In support of One eRead Canada, Mississauga Library will be offering free, unlimited access to the campaign’s first book, Glass Beads by Dawn Dumont.
City services | May 24, 2019
As part of its work to secure fair eBook and eAudiobook pricing for all public libraries in Canada, the Canadian Urban Libraries Council is launching its inaugural One eRead Canada campaign from June 3 to 30, 2019.
In support of One eRead Canada, Mississauga Library will be offering free, unlimited access to the campaign’s first book, Glass Beads by Dawn Dumont, in eBook and eAudiobook formats across digital content platforms through Overdrive and Libby, available at mississaugalibrary.ca. The book will be available to all library cardholders with no holds or waitlists.

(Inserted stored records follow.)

//! Functions available to every template.

use std::cmp::Ordering;
use std::sync::Arc;

use indexmap::IndexMap;
use once_cell::sync::Lazy;
use serde_json::Value;

use crate::error::FuncError;
use crate::funcs::Func;
use crate::printf::sprintf;
use crate::value::{compare, equal, format_value, is_true, type_name, Num};

type Builtin = fn(&[Value]) -> Result<Value, FuncError>;

/// The builtin table, in a stable order.
pub(crate) static BUILTINS: Lazy<IndexMap<&'static str, Func>> = Lazy::new(|| {
    let table: [(&'static str, Builtin); 18] = [
        ("and", and),
        ("or", or),
        ("not", not),
        ("len", len),
        ("index", index),
        ("print", print),
        ("printf", printf),
        ("println", println),
        ("eq", eq),
        ("ne", ne),
        ("lt", lt),
        ("le", le),
        ("gt", gt),
        ("ge", ge),
        ("html", html),
        ("js", js),
        ("urlquery", urlquery),
        ("slice", slice),
    ];
    table
        .into_iter()
        .map(|(name, f)| (name, Arc::new(f) as Func))
        .collect()
});

/// Names of the builtin functions.
pub fn builtin_names() -> impl Iterator<Item = &'static str> {
    BUILTINS.keys().copied()
}

fn arity(name: &str, args: &[Value], want: usize) -> Result<(), FuncError> {
    if args.len() == want {
        Ok(())
    } else {
        Err(FuncError::new(format!(
            "wrong number of args for {name}: want {want} got {}",
            args.len()
        )))
    }
}

fn at_least(name: &str, args: &[Value], want: usize) -> Result<(), FuncError> {
    if args.len() >= want {
        Ok(())
    } else {
        Err(FuncError::new(format!(
            "wrong number of args for {name}: want at least {want} got {}",
            args.len()
        )))
    }
}

// ============================================================================
// Boolean
// ============================================================================

/// First false argument, or the last argument.
fn and(args: &[Value]) -> Result<Value, FuncError> {
    at_least("and", args, 1)?;
    let last = args.len() - 1;
    Ok(args
        .iter()
        .position(|arg| !is_true(arg))
        .map_or_else(|| args[last].clone(), |i| args[i].clone()))
}

/// First true argument, or the last argument.
fn or(args: &[Value]) -> Result<Value, FuncError> {
    at_least("or", args, 1)?;
    let last = args.len() - 1;
    Ok(args
        .iter()
        .position(is_true)
        .map_or_else(|| args[last].clone(), |i| args[i].clone()))
}

fn not(args: &[Value]) -> Result<Value, FuncError> {
    arity("not", args, 1)?;
    Ok(Value::Bool(!is_true(&args[0])))
}

// ============================================================================
// Collections
// ============================================================================

fn len(args: &[Value]) -> Result<Value, FuncError> {
    arity("len", args, 1)?;
    let n = match &args[0] {
        Value::String(s) => s.len(),
        Value::Array(a) => a.len(),
        Value::Object(o) => o.len(),
        Value::Null => return Err(FuncError::new("len of nil pointer")),
        other => return Err(FuncError::new(format!("len of type {}", type_name(other)))),
    };
    Ok(Value::from(n))
}

fn index(args: &[Value]) -> Result<Value, FuncError> {
    at_least("index", args, 1)?;
    let mut item = args[0].clone();
    for key in &args[1..] {
        item = match (&item, key) {
            (Value::Array(items), _) => {
                let i = int_index(key, items.len())?;
                items[i].clone()
            }
            (Value::String(s), _) => {
                let i = int_index(key, s.len())?;
                Value::from(s.as_bytes()[i])
            }
            (Value::Object(map), Value::String(k)) => map.get(k).cloned().unwrap_or(Value::Null),
            (Value::Object(_), other) => {
                return Err(FuncError::new(format!(
                    "value has type {}; should be string",
                    type_name(other)
                )));
            }
            (Value::Null, _) => return Err(FuncError::new("index of untyped nil")),
            (other, _) => {
                return Err(FuncError::new(format!(
                    "can't index item of type {}",
                    type_name(other)
                )));
            }
        };
    }
    Ok(item)
}

/// Resolve an index argument against a length of `len`.
fn int_index(key: &Value, len: usize) -> Result<usize, FuncError> {
    let Some(i) = Num::of(key).and_then(Num::as_int) else {
        return Err(FuncError::new(format!(
            "cannot index slice/array with type {}",
            type_name(key)
        )));
    };
    usize::try_from(i)
        .ok()
        .filter(|&i| i < len)
        .ok_or_else(|| FuncError::new(format!("index out of range: {i}")))
}

/// `slice x 1 2` is `x[1:2]`.
fn slice(args: &[Value]) -> Result<Value, FuncError> {
    at_least("slice", args, 1)?;
    if args.len() > 3 {
        return Err(FuncError::new(format!("too many slice indexes: {}", args.len() - 1)));
    }
    let len = match &args[0] {
        Value::Array(a) => a.len(),
        Value::String(s) => s.len(),
        Value::Null => return Err(FuncError::new("slice of untyped nil")),
        other => {
            return Err(FuncError::new(format!("can't slice item of type {}", type_name(other))));
        }
    };
    let bound = |i: usize| -> Result<usize, FuncError> {
        match args.get(i) {
            None => Ok(if i == 1 { 0 } else { len }),
            Some(key) => int_index(key, len + 1),
        }
    };
    let (low, high) = (bound(1)?, bound(2)?);
    if low > high {
        return Err(FuncError::new(format!("invalid slice index: {low} > {high}")));
    }
    match &args[0] {
        Value::Array(a) => Ok(Value::Array(a[low..high].to_vec())),
        Value::String(s) => s
            .get(low..high)
            .map(Value::from)
            .ok_or_else(|| FuncError::new("slice splits a character")),
        _ => Ok(Value::Null),
    }
}

// ============================================================================
// Printing
// ============================================================================

/// Operands are joined with a space when neither side is a string.
pub(crate) fn sprint(args: &[Value]) -> String {
    let mut out = String::new();
    for (i, arg) in args.iter().enumerate() {
        if i > 0 && !matches!(arg, Value::String(_)) && !matches!(args[i - 1], Value::String(_)) {
            out.push(' ');
        }
        out.push_str(&format_value(arg));
    }
    out
}

fn print(args: &[Value]) -> Result<Value, FuncError> {
    Ok(Value::String(sprint(args)))
}

fn println(args: &[Value]) -> Result<Value, FuncError> {
    let mut out = args.iter().map(format_value).collect::<Vec<_>>().join(" ");
    out.push('\n');
    Ok(Value::String(out))
}

fn printf(args: &[Value]) -> Result<Value, FuncError> {
    at_least("printf", args, 1)?;
    let Value::String(format) = &args[0] else {
        return Err(FuncError::new(format!(
            "printf format has type {}; should be string",
            type_name(&args[0])
        )));
    };
    Ok(Value::String(sprintf(format, &args[1..])))
}

// ============================================================================
// Comparison
// ============================================================================

/// Whether the first argument equals any of the others.
fn eq(args: &[Value]) -> Result<Value, FuncError> {
    if args.len() < 2 {
        return Err(FuncError::new("missing argument for comparison"));
    }
    for other in &args[1..] {
        if equal(&args[0], other).map_err(FuncError::new)? {
            return Ok(Value::Bool(true));
        }
    }
    Ok(Value::Bool(false))
}

fn ne(args: &[Value]) -> Result<Value, FuncError> {
    arity("ne", args, 2)?;
    Ok(Value::Bool(!equal(&args[0], &args[1]).map_err(FuncError::new)?))
}

fn ordered(name: &str, args: &[Value], accept: fn(Ordering) -> bool) -> Result<Value, FuncError> {
    arity(name, args, 2)?;
    let ordering = compare(&args[0], &args[1]).map_err(FuncError::new)?;
    Ok(Value::Bool(accept(ordering)))
}

fn lt(args: &[Value]) -> Result<Value, FuncError> {
    ordered("lt", args, Ordering::is_lt)
}

fn le(args: &[Value]) -> Result<Value, FuncError> {
    ordered("le", args, Ordering::is_le)
}

fn gt(args: &[Value]) -> Result<Value, FuncError> {
    ordered("gt", args, Ordering::is_gt)
}

fn ge(args: &[Value]) -> Result<Value, FuncError> {
    ordered("ge", args, Ordering::is_ge)
}

// ============================================================================
// Escaping
// ============================================================================

/// The text to escape: a lone string as is, anything else as `print` would render it.
fn escape_input(args: &[Value]) -> String {
    match args {
        [Value::String(s)] => s.clone(),
        _ => sprint(args),
    }
}

fn html(args: &[Value]) -> Result<Value, FuncError> {
    let input = escape_input(args);
    let mut out = String::with_capacity(input.len());
    for c in input.chars() {
        match c {
            '"' => out.push_str("&#34;"),
            '\'' => out.push_str("&#39;"),
            '&' => out.push_str("&amp;"),
            '<' => out.push_str("&lt;"),
            '>' => out.push_str("&gt;"),
            '\0' => out.push('\u{FFFD}'),
            c => out.push(c),
        }
    }
    Ok(Value::String(out))
}

fn js(args: &[Value]) -> Result<Value, FuncError> {
    let input = escape_input(args);
    let mut out = String::with_capacity(input.len());
    for c in input.chars() {
        match c {
            '\\' => out.push_str("\\\\"),
            '\'' => out.push_str("\\'"),
            '"' => out.push_str("\\\""),
            '<' => out.push_str("\\u003C"),
            '>' => out.push_str("\\u003E"),
            '&' => out.push_str("\\u0026"),
            '=' => out.push_str("\\u003D"),
            c if u32::from(c) < 0x20 => out.push_str(&format!("\\u{:04X}", u32::from(c))),
            c => out.push(c),
        }
    }
    Ok(Value::String(out))
}

fn urlquery(args: &[Value]) -> Result<Value, FuncError> {
    let input = escape_input(args);
    let mut out = String::with_capacity(input.len());
    for b in input.bytes() {
        match b {
            b'A'..=b'Z' | b'a'..=b'z' | b'0'..=b'9' | b'-' | b'_' | b'.' | b'~' => {
                out.push(char::from(b));
            }
            b' ' => out.push('+'),
            b => out.push_str(&format!("%{b:02X}")),
        }
    }
    Ok(Value::String(out))
}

Glass Beads is a collection of interconnected short stories focussed on the lives of four First Nations people set against a backdrop of two decades of political, social and cultural change.
Join us on Facebook Live at facebook.com/mississaugalibrary for a series of upcoming discussions on the book:
Mississauga Library supports fair eBook and eAudiobook pricing for all public libraries in Canada.
Learn more about One eRead Canada and follow the conversation on Twitter and Facebook with #1eReadLivrelCanada
Issue:
Libraries in Canada pay three to five times more for eBooks and eAudiobooks than consumers.
The Canadian Urban Libraries Council is asking Canadians to help resolve the issue by demanding stronger #eContentForLibraries from major multinational publishers: Hachette Book Group, HarperCollins, Macmillan, Penguin Random House and Simon & Schuster.
The demand for eAudiobooks is skyrocketing. Major multinational publishers are not making a number of best-selling titles available to Canadian public libraries, including some prominent Canadian and Indigenous works.
Ensuring universal access to information in all forms [print, digital or online] is the main mandate for public libraries in Canada, especially in Mississauga. As the demand for items like eBooks and eAudiobooks grows, libraries across Canada, including Mississauga are facing challenges as eBook and eAudiobooks prices charged by multinational publishers are unreasonably high.
Some multinational publishers charge libraries as much as three to five times more for eBooks than the consumer price, while others place caps and time limits on use. Current eBook and eAudiobook pricing models lead to fewer titles and fewer copies for readers to discover, despite booming borrowing rates and high demand.
While libraries want to be able to provide library users with a variety of eBooks, some libraries cannot afford the rising prices to purchase some eBooks.